1. Introduction
Glioblastoma (GBM) is the most common and aggressive primary central nervous system (CNS) malignant tumor, with an overall survival of less than 15 months despite standard therapy [
1,
2]. Conventional treatments, including surgery, radiotherapy and chemotherapy, are limited in their abilities to achieve satisfactory results because of the high invasion and infiltration of tumor cells and chemotherapy resistance. As we know, several risk factors have been identified as established prognostic factors, such as age, histological grade, Karnofsky Performance Status (KPS), extent of resection (EOR) and gene mutation status. In recent years, genetic profiles have been paid increasing attention, and it has been widely accepted that isocitrate dehydrogenase (IDH) mutation, 1p/19q codeletion and O6-methylguanine-DNA methyltransferase (MGMT) gene promoter methylation affect treatment effect and survival [
3,
4].
With the development of targeted sequencing and proteomic profiling technology, neurooncology researchers have established some new tumor types in clinical practice, and a series of novel molecular markers related to tumor development, treatment and prognosis have also been identified. For this reason, the 2021 updated World Health Organization (WHO) classification of CNS tumors focused on advancing the role of molecular diagnosis in the classification of CNS tumors [
5]. At the same time, molecular diagnosis still needs to be combined with established approaches to CNS tumor diagnosis, such as histology and immunohistochemistry.
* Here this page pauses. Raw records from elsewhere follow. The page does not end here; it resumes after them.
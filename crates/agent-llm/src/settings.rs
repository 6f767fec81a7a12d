//! Provider selection from configuration
//!
//! The provider name and model identifier are configuration, not code. This
//! module reads them (plus the API key and optional base URL) and builds the
//! matching [`LLMProvider`](crate::LLMProvider).

use crate::{LLMError, Result};
use std::str::FromStr;

const GEMINI_OPENAI_BASE: &str = "https://generativelanguage.googleapis.com/v1beta/openai";
const DEFAULT_TIMEOUT_SECS: u64 = 120;

/// Supported provider kinds
#[derive(Debug, Clone, Copy, PartialEq, Eq)]
pub enum ProviderKind {
    /// OpenAI or any OpenAI-compatible endpoint
    OpenAI,
    /// Google Gemini through its OpenAI-compatible endpoint
    Gemini,
    /// Anthropic messages API
    Anthropic,
}

impl ProviderKind {
    /// Environment variable holding the API key for this provider
    pub fn api_key_var(self) -> &'static str {
        match self {
            Self::OpenAI => "OPENAI_API_KEY",
            Self::Gemini => "GEMINI_API_KEY",
            Self::Anthropic => "ANTHROPIC_API_KEY",
        }
    }

    /// Model used when none is configured
    pub fn default_model(self) -> &'static str {
        match self {
            Self::OpenAI => "gpt-4o-mini",
            Self::Gemini => "gemini-1.5-flash",
            Self::Anthropic => "claude-sonnet-4-5-20250929",
        }
    }
}

impl FromStr for ProviderKind {
    type Err = LLMError;

    fn from_str(s: &str) -> Result<Self> {
        match s.trim().to_ascii_lowercase().as_str() {
            "openai" => Ok(Self::OpenAI),
            "gemini" => Ok(Self::Gemini),
            "anthropic" | "claude" => Ok(Self::Anthropic),
            other => Err(LLMError::ConfigurationError(format!(
                "unknown LLM provider '{other}' (expected openai, gemini or anthropic)"
            ))),
        }
    }
}

/// Resolved LLM settings
#[derive(Clone)]
pub struct LlmSettings {
    /// Which provider to talk to
    pub provider: ProviderKind,
    /// Model identifier
    pub model: String,
    /// API key
    pub api_key: String,
    /// Optional base URL override
    pub api_base: Option<String>,
    /// Request timeout in seconds
    pub timeout_secs: u64,
}

impl LlmSettings {
    /// Read settings from the process environment
    ///
    /// `LLM_PROVIDER` (default `gemini`), `LLM_MODEL`, `LLM_API_BASE`,
    /// `LLM_TIMEOUT_SECS`, and the provider's API key variable.
    pub fn from_env() -> Result<Self> {
        Self::from_lookup(|key| std::env::var(key).ok())
    }

    /// Read settings through an arbitrary lookup function
    pub fn from_lookup(lookup: impl Fn(&str) -> Option<String>) -> Result<Self> {
        let provider = match lookup("LLM_PROVIDER") {
            Some(name) => name.parse()?,
            None => ProviderKind::Gemini,
        };

        // OpenAI-compatible local deployments often run without a key
        let api_key = match (lookup(provider.api_key_var()), lookup("LLM_API_BASE")) {
            (Some(key), _) => key,
            (None, Some(_)) if provider == ProviderKind::OpenAI => "not-needed".to_string(),
            (None, _) => {
                return Err(LLMError::ConfigurationError(format!(
                    "{} environment variable not set",
                    provider.api_key_var()
                )));
            }
        };

        let timeout_secs = match lookup("LLM_TIMEOUT_SECS") {
            Some(raw) => raw.parse().map_err(|_| {
                LLMError::ConfigurationError(format!("invalid LLM_TIMEOUT_SECS '{raw}'"))
            })?,
            None => DEFAULT_TIMEOUT_SECS,
        };

        Ok(Self {
            provider,
            model: lookup("LLM_MODEL").unwrap_or_else(|| provider.default_model().to_string()),
            api_key,
            api_base: lookup("LLM_API_BASE"),
            timeout_secs,
        })
    }

    /// Override the provider (resets the model to the provider default)
    pub fn with_provider(mut self, provider: ProviderKind) -> Self {
        if self.provider != provider {
            self.model = provider.default_model().to_string();
        }
        self.provider = provider;
        self
    }

    /// Override the model
    pub fn with_model(mut self, model: impl Into<String>) -> Self {
        self.model = model.into();
        self
    }

    /// Build the configured provider
    #[cfg(all(feature = "openai", feature = "anthropic"))]
    pub fn build_provider(&self) -> Result<std::sync::Arc<dyn crate::LLMProvider>> {
        use crate::providers::{AnthropicProvider, OpenAIConfig, OpenAIProvider};
        use std::sync::Arc;

        Ok(match self.provider {
            ProviderKind::OpenAI => {
                let mut config = OpenAIConfig::new(&self.api_key).with_timeout(self.timeout_secs);
                if let Some(base) = &self.api_base {
                    config = config.with_api_base(base);
                }
                Arc::new(OpenAIProvider::with_config(config)?)
            }
            ProviderKind::Gemini => {
                let config = OpenAIConfig::new(&self.api_key)
                    .with_api_base(self.api_base.as_deref().unwrap_or(GEMINI_OPENAI_BASE))
                    .with_timeout(self.timeout_secs)
                    .with_provider_name("gemini");
                Arc::new(OpenAIProvider::with_config(config)?)
            }
            ProviderKind::Anthropic => {
                let mut provider = AnthropicProvider::new(&self.api_key, self.timeout_secs)?;
                if let Some(base) = &self.api_base {
                    provider = provider.with_api_base(base);
                }
                Arc::new(provider)
            }
        })
    }
}

impl std::fmt::Debug for LlmSettings {
    fn fmt(&self, f: &mut std::fmt::Formatter<'_>) -> std::fmt::Result {
        f.debug_struct("LlmSettings")
            .field("provider", &self.provider)
            .field("model", &self.model)
            .field("api_base", &self.api_base)
            .field("timeout_secs", &self.timeout_secs)
            .finish_non_exhaustive()
    }
}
In the fifth edition of the WHO classification, one of the most major modifications is the classification of glioma into pediatric and adult types, suggesting that there are clear molecular genetic differences in the occurrence and development of adult glioma and pediatric glioma. Traditional bulk tumor analysis and bioinformatics analysis have identified some key genes, transcriptome changes and pathways that drive malignancy in GBM cells, but they are limited to exploring the diversity and similarity in both types. Instead, single-cell RNA sequencing (scRNA-seq) provides a new approach based on a resolution of an individual cell to reveal the heterogeneity of cancers. Heterogeneity of cancer has a profound impact on the prognosis of patients, and a major aspect of tumor heterogeneity is the tumor microenvironment. Many studies have demonstrated the influence of tumor microenvironment on GBM progression [
6,
7]. One main application of scRNA-seq is the study of the differentiation and development of tumor cells. Another major application is the determination of the key molecule during the acquisition of malignant potential for tumor cells.
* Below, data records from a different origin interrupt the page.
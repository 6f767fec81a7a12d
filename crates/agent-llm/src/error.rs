//! Error types for LLM operations

use thiserror::Error;

/// Result type for LLM operations
pub type Result<T> = std::result::Result<T, LLMError>;

/// Errors that can occur during LLM operations
#[derive(Error, Debug)]
pub enum LLMError {
    /// API request failed
    #[error("API request failed: {0}")]
    RequestFailed(String),

    /// Invalid API key or authentication failed
    #[error("Invalid API key or authentication failed")]
    AuthenticationFailed,

    /// Rate limit exceeded
    #[error("Rate limit exceeded: {0}")]
    RateLimitExceeded(String),

    /// Invalid request
    #[error("Invalid request: {0}")]
    InvalidRequest(String),

    /// Model not found
    #[error("Model not found: {0}")]
    ModelNotFound(String),

    /// HTTP error
    #[error("HTTP error: {0}")]
    HttpError(#[from] reqwest::Error),

    /// Unexpected response format
    #[error("Unexpected response format: {0}")]
    UnexpectedResponse(String),

    /// Configuration error
    #[error("Configuration error: {0}")]
    ConfigurationError(String),
}

impl LLMError {
    /// Map a non-success HTTP status from a provider to an error
    pub(crate) fn from_status(status: u16, body: String, model: &str) -> Self {
        match status {
            401 | 403 => Self::AuthenticationFailed,
            429 => Self::RateLimitExceeded(body),
            400 => Self::InvalidRequest(body),
            404 => Self::ModelNotFound(model.to_string()),
            _ => Self::RequestFailed(format!("HTTP {status}: {body}")),
        }
    }
}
In the present study, we took advantage of scRNA-seq analysis to investigate a detailed dialectical relation between the pediatric and adult types. We also further explored the impact of cellular heterogeneity on adult GBM prognosis and revealed the malignance-associated pathways through which cells gradually acquire the invasive ability. At last, we firstly identified and validated two potential genes involved in adult GBM migration.
2. Materials and Methods
2.1. Dataset Downloading and Preprocessing
The raw data used in this study were downloaded from the Broad Institute Single-Cell Portal database (
https://singlecell.broadinstitute.org/single_cell/study/SCP393/single-cell-rna-seq-of-adult-and-pediatric-glioblastoma/, accessed on 5 August 2022), the Cancer Genome Atlas (TCGA) database (
https://portal.gdc.cancer.gov/, accessed on 5 August 2022) and the Gene Expression Omnibus (GEO) database (no. GSE131928), which includes 24,131 cells (7930 cells from Smartseq2 sequencing platform, 16,201 cells from 10X sequencing platform) and 28 samples with GBM. Cyril Neftel et al. [
8] accurately divided cells from Smartseq2 sequencing platform into malignant cells and non-malignant cells. As we focused on the analysis of GBM cells, we selected malignant cells from Smartseq2 sequencing platform for analysis, forming a total of 6863 cells and 28 samples (the number of samples was consistent with the original data, without missing any). These cells were further divided into adult and child groups, according to known labels, with 4916 cells and 20 samples in the adult group and 1947 cells and 8 samples in the child group.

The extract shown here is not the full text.